Menurut Viktor, tidak ada cara lain untuk menurunkan angka stunting selain berkolaborasi dengan semua kalangan di NTT. Viktor tidak ingin ada kepala daerah yang hanya duduk di kantor saja. Menurutnya, kepala daerah harus turun langsung ke desa-desa untuk memonitor langsung soal stunting di daerahnya masing-masing.
Kepala BKKBN, Hasto Wardoyo, menyebutkan, persoalan stunting di NTT bisa ditangani bersama antara pusat dengan daerah, antara BKKBN selaku ketua pelaksana percepatan penurunan stunting nasional dengan sejumlah kementerian dan lembaga bersama jajaran pemerintahan daerah.
Hasto menyebut, dana untuk perurunan angka stunting telah tersedia dari pusat dan bisa dibagi ke semua kabupaten dan kota yang ada di NTT.

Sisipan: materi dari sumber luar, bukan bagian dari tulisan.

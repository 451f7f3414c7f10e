//! Auth Middleware
//!
//! `attach_actor_headers` turns the session cookie into the `x-user-*`
//! headers the business services read through `ActorContext`.

use axum::extract::{Request, State};
use axum::http::{HeaderName, HeaderValue};
use axum::middleware::Next;
use axum::response::Response;
use platform::actor::{ACTOR_HEADERS, USER_EMAIL_HEADER, USER_ID_HEADER, USER_ROLE_HEADER};
use platform::client::ClientInfo;
use platform::service_auth::ServiceAuthConfig;

use crate::domain::entity::user::User;
use crate::domain::repository::AuthStore;
use crate::presentation::handlers::AuthAppState;

/// State for [`attach_actor_headers`]
#[derive(Clone)]
pub struct AuthMiddlewareState<R>
where
    R: AuthStore,
{
    pub auth: AuthAppState<R>,
    /// Callers holding the service key may forward their own actor headers
    pub service_auth: ServiceAuthConfig,
}

/// Replace caller supplied actor headers with the session's identity.
///
/// Requests without a session pass through without actor headers; the
/// downstream `ActorContext` extractor answers 401.
pub async fn attach_actor_headers<R: AuthStore>(
    State(state): State<AuthMiddlewareState<R>>,
    client: ClientInfo,
    mut req: Request,
    next: Next,
) -> Response {
    let trusted = state.service_auth.matches(req.headers());
    if !trusted {
        let headers = req.headers_mut();
        for name in ACTOR_HEADERS {
            if headers.remove(name).is_some() {
                tracing::warn!(header = name, "Stripped client supplied actor header");
            }
        }
    }

    let token = state.auth.config.session_cookie.read(req.headers());
    if let Some(token) = token {
        let result = crate::application::CheckSessionUseCase::new(
            state.auth.repo.clone(),
            state.auth.repo.clone(),
            state.auth.config.clone(),
        )
        .authenticate(&token, &client.fingerprint())
        .await;

        match result {
            Ok((_, user)) => insert_actor_headers(&mut req, &user),
            Err(e) => tracing::debug!(error = %e, "Session cookie did not resolve to a user"),
        }
    }

    next.run(req).await
}

fn insert_actor_headers(req: &mut Request, user: &User) {
    let pairs = [
        (USER_ID_HEADER, user.public_id.as_str()),
        (USER_ROLE_HEADER, user.role.code()),
        (USER_EMAIL_HEADER, user.email.as_str()),
    ];
    let headers = req.headers_mut();
    for (name, value) in pairs {
        match HeaderValue::from_str(value) {
            Ok(value) => {
                headers.insert(HeaderName::from_static(name), value);
            }
            Err(_) => tracing::warn!(header = name, "Actor value is not a valid header"),
        }
    }
}
// ============================================================================
// Delete Request Repository Implementation
// ============================================================================

impl DeleteRequestRepository for PgAuthRepository {
    async fn save_delete_request(&self, request: &DeleteRequest) -> AuthResult<()> {
        sqlx::query(
            r#"
            INSERT INTO delete_requests (
                request_id,
                user_id,
                email,
                code_hash,
                attempts,
                verified,
                delete_token_hash,
                expires_at,
                created_at
            ) VALUES ($1, $2, $3, $4, $5, $6, $7, $8, $9)
            ON CONFLICT (user_id) DO UPDATE SET
                request_id = EXCLUDED.request_id,
                email = EXCLUDED.email,
                code_hash = EXCLUDED.code_hash,
                attempts = EXCLUDED.attempts,
                verified = EXCLUDED.verified,
                delete_token_hash = EXCLUDED.delete_token_hash,
                expires_at = EXCLUDED.expires_at,
                created_at = EXCLUDED.created_at
            "#,
        )
        .bind(request.request_id)
        .bind(request.user_id.as_uuid())
        .bind(&request.email)
        .bind(&request.code_hash)
        .bind(request.attempts)
        .bind(request.verified)
        .bind(&request.delete_token_hash)
        .bind(request.expires_at)
        .bind(request.created_at)
        .execute(&self.pool)
        .await?;

        Ok(())
    }

    async fn find_delete_request(&self, user_id: &UserId) -> AuthResult<Option<DeleteRequest>> {
        let row = sqlx::query_as::<_, DeleteRequestRow>(
            r#"
            SELECT
                request_id,
                user_id,
                email,
                code_hash,
                attempts,
                verified,
                delete_token_hash,
                expires_at,
                created_at
            FROM delete_requests
            WHERE user_id = $1
            "#,
        )
        .bind(user_id.as_uuid())
        .fetch_optional(&self.pool)
        .await?;

        Ok(row.map(DeleteRequestRow::into_request))
    }

    async fn record_delete_attempt(
        &self,
        request_id: Uuid,
        now: DateTime<Utc>,
    ) -> AuthResult<Option<i16>> {
        let attempts = sqlx::query_scalar::<_, i16>(
            r#"
            UPDATE delete_requests SET attempts = attempts + 1
            WHERE request_id = $1 AND expires_at > $2
            RETURNING attempts
            "#,
        )
        .bind(request_id)
        .bind(now)
        .fetch_optional(&self.pool)
        .await?;

        Ok(attempts)
    }

    async fn mark_delete_verified(
        &self,
        request_id: Uuid,
        delete_token_hash: &[u8],
        now: DateTime<Utc>,
    ) -> AuthResult<bool> {
        let updated = sqlx::query(
            r#"
            UPDATE delete_requests SET verified = TRUE, delete_token_hash = $2
            WHERE request_id = $1 AND expires_at > $3 AND attempts < $4
            "#,
        )
        .bind(request_id)
        .bind(delete_token_hash)
        .bind(now)
        .bind(DeleteRequest::MAX_ATTEMPTS)
        .execute(&self.pool)
        .await?
        .rows_affected();

        Ok(updated == 1)
    }

    async fn discard_delete_request(&self, request_id: Uuid) -> AuthResult<()> {
        sqlx::query("DELETE FROM delete_requests WHERE request_id = $1")
            .bind(request_id)
            .execute(&self.pool)
            .await?;

        Ok(())
    }

    async fn remove_delete_request(&self, user_id: &UserId) -> AuthResult<()> {
        sqlx::query("DELETE FROM delete_requests WHERE user_id = $1")
            .bind(user_id.as_uuid())
            .execute(&self.pool)
            .await?;

        Ok(())
    }

    async fn cleanup_expired_delete_requests(&self, now: DateTime<Utc>) -> AuthResult<u64> {
        let deleted = sqlx::query("DELETE FROM delete_requests WHERE expires_at <= $1")
            .bind(now)
            .execute(&self.pool)
            .await?
            .rows_affected();

        Ok(deleted)
    }
}

// ============================================================================
// Action Token Repository Implementation
// ============================================================================

impl ActionTokenRepository for PgAuthRepository {
    async fn create_action_token(&self, token: &ActionToken) -> AuthResult<()> {
        sqlx::query(
            r#"
            INSERT INTO action_tokens (
                token_id,
                user_id,
                purpose,
                secret_hash,
                new_email,
                expires_at,
                used_at,
                created_at
            ) VALUES ($1, $2, $3, $4, $5, $6, $7, $8)
            "#,
        )
        .bind(token.token_id)
        .bind(token.user_id.as_uuid())
        .bind(token.purpose.code())
        .bind(&token.secret_hash)
        .bind(&token.new_email)
        .bind(token.expires_at)
        .bind(token.used_at)
        .bind(token.created_at)
        .execute(&self.pool)
        .await?;

        Ok(())
    }

    async fn revoke_action_tokens(
        &self,
        user_id: &UserId,
        purpose: ActionPurpose,
    ) -> AuthResult<u64> {
        let deleted = sqlx::query(
            "DELETE FROM action_tokens WHERE user_id = $1 AND purpose = $2 AND used_at IS NULL",
        )
        .bind(user_id.as_uuid())
        .bind(purpose.code())
        .execute(&self.pool)
        .await?
        .rows_affected();

        Ok(deleted)
    }

    async fn consume_action_token(
        &self,
        purpose: ActionPurpose,
        secret_hash: &[u8],
        now: DateTime<Utc>,
    ) -> AuthResult<Option<ActionToken>> {
        let row = sqlx::query_as::<_, ActionTokenRow>(
            r#"
            UPDATE action_tokens SET used_at = $3
            WHERE purpose = $1 AND secret_hash = $2 AND used_at IS NULL AND expires_at > $3
            RETURNING token_id, user_id, purpose, secret_hash, new_email, expires_at, used_at, created_at
            "#,
        )
        .bind(purpose.code())
        .bind(secret_hash)
        .bind(now)
        .fetch_optional(&self.pool)
        .await?;

        row.map(ActionTokenRow::into_token).transpose()
    }

    async fn cleanup_expired_action_tokens(&self, now: DateTime<Utc>) -> AuthResult<u64> {
        let deleted = sqlx::query("DELETE FROM action_tokens WHERE expires_at <= $1")
            .bind(now)
            .execute(&self.pool)
            .await?
            .rows_affected();

        Ok(deleted)
    }
}

// ============================================================================
// Row Types for sqlx mapping
// ============================================================================

#[derive(sqlx::FromRow)]
struct UserRow {
    user_id: Uuid,
    public_id: String,
    email: String,
    email_verified: bool,
    display_name: String,
    user_role: i16,
    user_status: i16,
    deletion_scheduled_for: Option<DateTime<Utc>>,
    last_login_at: Option<DateTime<Utc>>,
    created_at: DateTime<Utc>,
    updated_at: DateTime<Utc>,
}

impl UserRow {
    fn into_user(self) -> AuthResult<User> {
        let public_id: PublicId = self
            .public_id
            .parse()
            .map_err(|_| AuthError::Internal(format!("Invalid public_id: {}", self.public_id)))?;
        let role = UserRole::from_id(self.user_role)
            .ok_or_else(|| AuthError::Internal(format!("Invalid user_role: {}", self.user_role)))?;
        let status = UserStatus::from_id(self.user_status).ok_or_else(|| {
            AuthError::Internal(format!("Invalid user_status: {}", self.user_status))
        })?;

        Ok(User {
            user_id: UserId::from_uuid(self.user_id),
            public_id,
            email: Email::from_db(self.email),
            email_verified: self.email_verified,
            display_name: self.display_name,
            role,
            status,
            deletion_scheduled_for: self.deletion_scheduled_for,
            last_login_at: self.last_login_at,
            created_at: self.created_at,
            updated_at: self.updated_at,
        })
    }
}
//! In-memory audit store for tests

use chrono::{DateTime, Utc};
use kernel::id::AuditLogId;
use std::sync::{Arc, Mutex, MutexGuard};

use crate::domain::entity::audit_log::{AnchorState, AuditLog};
use crate::domain::repository::{AuditRepository, LogFilter};
use crate::domain::value_object::anchor_status::AnchorStatus;
use crate::error::AuditResult;

#[derive(Clone, Default)]
pub struct MemoryAuditRepository {
    logs: Arc<Mutex<Vec<AuditLog>>>,
}

impl MemoryAuditRepository {
    pub fn new() -> Self {
        Self::default()
    }

    fn lock(&self) -> MutexGuard<'_, Vec<AuditLog>> {
        self.logs.lock().unwrap_or_else(|e| e.into_inner())
    }

    pub fn len(&self) -> usize {
        self.lock().len()
    }

    /// Rewrite a stored log in place
    pub fn tamper(&self, id: &AuditLogId, edit: impl FnOnce(&mut AuditLog)) {
        if let Some(log) = self.lock().iter_mut().find(|l| l.id == *id) {
            edit(log);
        }
    }
}

impl AuditRepository for MemoryAuditRepository {
    async fn insert_log(&self, log: &AuditLog) -> AuditResult<()> {
        self.lock().push(log.clone());
        Ok(())
    }

    async fn find_log(&self, id: &AuditLogId) -> AuditResult<Option<AuditLog>> {
        Ok(self.lock().iter().find(|l| l.id == *id).cloned())
    }

    async fn list_logs(&self, filter: &LogFilter) -> AuditResult<Vec<AuditLog>> {
        let mut logs: Vec<AuditLog> = self
            .lock()
            .iter()
            .filter(|l| {
                filter
                    .actor_id
                    .as_ref()
                    .is_none_or(|a| l.record.actor_id.as_ref() == Some(a))
            })
            .filter(|l| {
                filter
                    .event_type
                    .as_ref()
                    .is_none_or(|t| &l.record.event_type == t)
            })
            .cloned()
            .collect();
        logs.sort_by(|a, b| b.record.occurred_at.cmp(&a.record.occurred_at));
        logs.truncate(filter.limit.max(0) as usize);
        Ok(logs)
    }

    async fn update_anchor(&self, id: &AuditLogId, anchor: &AnchorState) -> AuditResult<()> {
        if let Some(log) = self.lock().iter_mut().find(|l| l.id == *id) {
            log.anchor = anchor.clone();
        }
        Ok(())
    }

    async fn anchor_backlog(
        &self,
        stale_before: DateTime<Utc>,
        max_attempts: i16,
        limit: i64,
    ) -> AuditResult<Vec<AuditLog>> {
        let mut logs: Vec<AuditLog> = self
            .lock()
            .iter()
            .filter(|l| match l.anchor.status {
                AnchorStatus::Pending => l.created_at < stale_before,
                AnchorStatus::Failed => l.anchor.attempts < max_attempts,
                _ => false,
            })
            .cloned()
            .collect();
        logs.sort_by_key(|l| l.created_at);
        logs.truncate(limit.max(0) as usize);
        Ok(logs)
    }
}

“Dukungan dan komitmen tegas dari Gubernur NTT ini menunjukkan bahwa percepatan penurunan stunting di NTT pada khususnya dan Indonesia pada umumnya sudah on the track. BKKBN memiliki 4.298 Tim Pendamping Keluarga (TPK) di NTT yang jika disetarakan berjumlah 12.894 orang. Apalagi jika TPK dikolaborasikan dengan 75 perguruan tinggi yang ada di NTT dengan program kampus merdeka, maka akan menghasilkan pola kerjasama yang dahsyat untuk ikhtiar kita mempercepat penurunan stunting di NTT,” jelas Hasto.
Berdasar Studi Status Gizi Indonesia (SSGI) 2021, masih ada 15 kabupaten di NTT berstatus merah. Penyematan status merah tersebut berdasarkan prevalensi kasus stunting yang masih di atas 30 persen.
Ke-15 kabupaten tersebut adalah Timor Tengah Selatan, Timor Tengah Utara, Alor, Sumba Barat Daya, Manggarai Timur, Kabupaten Kupang, Rote Ndao, Belu, Manggarai Barat, Sumba Barat, Sumba Tengah, Sabu Raijua, Manggarai, Lembata dan Malaka.
Bahkan, Timor Tengah Selatan dan Timor Tengah Utara memiliki prevalensi di atas 46 persen.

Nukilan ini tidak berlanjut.